ア 送信側コンピュータは、受信側ユーザーからの送信要求に応じて、自動的にではあるが、送信対象である電子ファイルに記録されている情報を、送信側プロバイダの通信装置の中のデータを転送する装置部分に入力しているから、送信側ユーザーは、「発信者」に該当する。

イ 被告の主張に対する反論
(ア)  被告は、送信側ユーザーは、プロバイダ責任制限法2条4号所定の「当該特定電気通信設備の送信装置(当該送信装置に入力された情報が不特定の者に送信されるものに限る。)に情報を入力した者」という要件を満たさない旨主張する。

(イ)  しかしながら、送信側プロバイダは、受信側ユーザーないし受信側プロバイダの個性に着目して、電子ファイルの送信を行っているわけではないから、送信側プロバイダの通信装置中のデータを転送する装置部分は、「当該送信装置に入力された情報が不特定の者に送信されるもの」に該当するというべきである。

(ウ)  また、プロバイダ責任制限法2条4号は、当該送信装置に入力された情報が多数の者に送信されるものに限ると規定しているわけではないから、ウインエムエックスによる電子ファイルの送信が1対1の電気通信であるからといって、「特定の者」に対する通信となるわけではないことは、前記(1)イにおいて述べたとおりである。

(二)  被告の主張
(1)  送信側ユーザーから受信側ユーザーへの電子ファイルの送信は、プロバイダ責任制限法4条1項、2条1号にいう「特定電気通信」に該当しない。
ア プロバイダ責任制限法4条1項、2条1号にいう「特定電気通信」とは、「不特定の者によって受信されることを目的とする電気通信の送信」である。しかしながら、ウインエムエックスにより電子ファイルを送信する場合、送信側プロバイダの通信装置は、送信側コンピュータから受信側コンピュータへ電子ファイルが送信されるという、送信側ユーザーと受信側ユーザーとの間の1対1の通信を媒介しているものにすぎない。

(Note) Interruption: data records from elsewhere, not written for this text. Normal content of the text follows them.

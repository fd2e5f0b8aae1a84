use chrono::Utc;
use tokio::task::JoinHandle;
use tokio::time::{self, Duration, MissedTickBehavior};

use crate::reconciler::RenewalReconciler;

/// Runs the renewal sweep every `interval_secs` inside the server process.
/// The first tick fires immediately.
pub fn spawn(reconciler: RenewalReconciler, interval_secs: u64) -> JoinHandle<()> {
    let interval = Duration::from_secs(interval_secs.max(1));
    tokio::spawn(async move {
        let mut ticker = time::interval(interval);
        ticker.set_missed_tick_behavior(MissedTickBehavior::Delay);
        loop {
            ticker.tick().await;
            match reconciler.run_sweep(Utc::now()).await {
                Ok(report) if !report.errors.is_empty() => {
                    tracing::warn!(
                        errors = report.errors.len(),
                        "scheduled renewal sweep finished with errors"
                    );
                }
                Ok(_) => {}
                Err(err) => tracing::warn!(?err, "scheduled renewal sweep failed"),
            }
        }
    })
}
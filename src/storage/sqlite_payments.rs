use async_trait::async_trait;
use chrono::{DateTime, Utc};
use rusqlite::OptionalExtension;

use crate::error::BillingError;
use crate::payment::{Payment, PaymentStatus, PaymentStore};
use crate::storage::sqlite::{SqliteStore, invalid_text, time_column};
use crate::storage::time::to_db_string;

const PAYMENT_COLUMNS: &str =
    "id, user_id, charge_id, plan, amount_cents, status, pix_payload, created_at, updated_at";

fn row_to_payment(row: &rusqlite::Row<'_>) -> rusqlite::Result<Payment> {
    let status_s: String = row.get(5)?;
    let created_at_s: String = row.get(7)?;
    let updated_at_s: String = row.get(8)?;
    Ok(Payment {
        id: row.get(0)?,
        user_id: row.get(1)?,
        charge_id: row.get(2)?,
        plan: row.get(3)?,
        amount_cents: row.get(4)?,
        status: PaymentStatus::parse(&status_s).ok_or_else(|| invalid_text(5, "status"))?,
        pix_payload: row.get(6)?,
        created_at: time_column(7, &created_at_s)?,
        updated_at: time_column(8, &updated_at_s)?,
    })
}

#[async_trait]
impl PaymentStore for SqliteStore {
    async fn insert_payment(&self, payment: &Payment) -> Result<(), BillingError> {
        let conn = self.connection.lock().await;
        conn.execute(
            "INSERT INTO payments (id, user_id, charge_id, plan, amount_cents, status, pix_payload, created_at, updated_at)
             VALUES (?1, ?2, ?3, ?4, ?5, ?6, ?7, ?8, ?9)",
            rusqlite::params![
                &payment.id,
                &payment.user_id,
                &payment.charge_id,
                &payment.plan,
                payment.amount_cents,
                payment.status.as_str(),
                &payment.pix_payload,
                to_db_string(&payment.created_at),
                to_db_string(&payment.updated_at),
            ],
        )?;
        Ok(())
    }

    async fn get_payment(&self, id: &str) -> Result<Option<Payment>, BillingError> {
        let conn = self.connection.lock().await;
        let sql = format!("SELECT {PAYMENT_COLUMNS} FROM payments WHERE id = ?1");
        Ok(conn.query_row(&sql, [id], row_to_payment).optional()?)
    }

    async fn find_pending_payment(
        &self,
        user_id: &str,
        plan: &str,
    ) -> Result<Option<Payment>, BillingError> {
        let conn = self.connection.lock().await;
        let sql = format!(
            "SELECT {PAYMENT_COLUMNS} FROM payments
             WHERE user_id = ?1 AND plan = ?2 AND status = 'pending'
             ORDER BY created_at DESC, rowid DESC
             LIMIT 1"
        );
        Ok(conn
            .query_row(&sql, [user_id, plan], row_to_payment)
            .optional()?)
    }

    async fn update_payment_status(
        &self,
        id: &str,
        status: PaymentStatus,
        now: DateTime<Utc>,
    ) -> Result<bool, BillingError> {
        let conn = self.connection.lock().await;
        let changed = conn.execute(
            "UPDATE payments SET status = ?2, updated_at = ?3
             WHERE id = ?1 AND status != 'approved'",
            rusqlite::params![id, status.as_str(), to_db_string(&now)],
        )?;
        Ok(changed > 0)
    }

    async fn has_approved_payment_between(
        &self,
        user_id: &str,
        start: DateTime<Utc>,
        end: DateTime<Utc>,
    ) -> Result<bool, BillingError> {
        let conn = self.connection.lock().await;
        let found: Option<i64> = conn
            .query_row(
                "SELECT 1 FROM payments
                 WHERE user_id = ?1 AND status = 'approved'
                   AND created_at >= ?2 AND created_at < ?3
                 LIMIT 1",
                rusqlite::params![user_id, to_db_string(&start), to_db_string(&end)],
                |row| row.get(0),
            )
            .optional()?;
        Ok(found.is_some())
    }

    async fn list_payments(&self, user_id: &str, limit: i64) -> Result<Vec<Payment>, BillingError> {
        let conn = self.connection.lock().await;
        let sql = format!(
            "SELECT {PAYMENT_COLUMNS} FROM payments
             WHERE user_id = ?1
             ORDER BY created_at DESC, rowid DESC
             LIMIT ?2"
        );
        let mut stmt = conn.prepare(&sql)?;
        let rows = stmt.query_map(rusqlite::params![user_id, limit], row_to_payment)?;
        let mut out = Vec::new();
        for r in rows {
            out.push(r?);
        }
        Ok(out)
    }
}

イ 仮に、ウインエムエックスによる情報の流通において、「不特定の者によって受信されることを目的とする電気通信の送信」と評価されるべき状態が生じているようにみえたとしても、これは、あくまで送信側コンピュータ内のウインエムエックス共有フォルダに記録された電子ファイル自身について、そのような状態が生じているものにすぎない。送信側プロバイダの通信装置は、このような状態にある電子ファイルが受信側ユーザーの個別の要求に応じて送信される段階において、上記アのとおり、特定の1対1の通信を媒介しているものにすぎない。v
ウ 原告らは、プロバイダ責任制限法の解釈において、通信が特定の者に対して行われたというためには、当該通信と関係のない目的による一定の人的なつながりが必要であるなどと主張する。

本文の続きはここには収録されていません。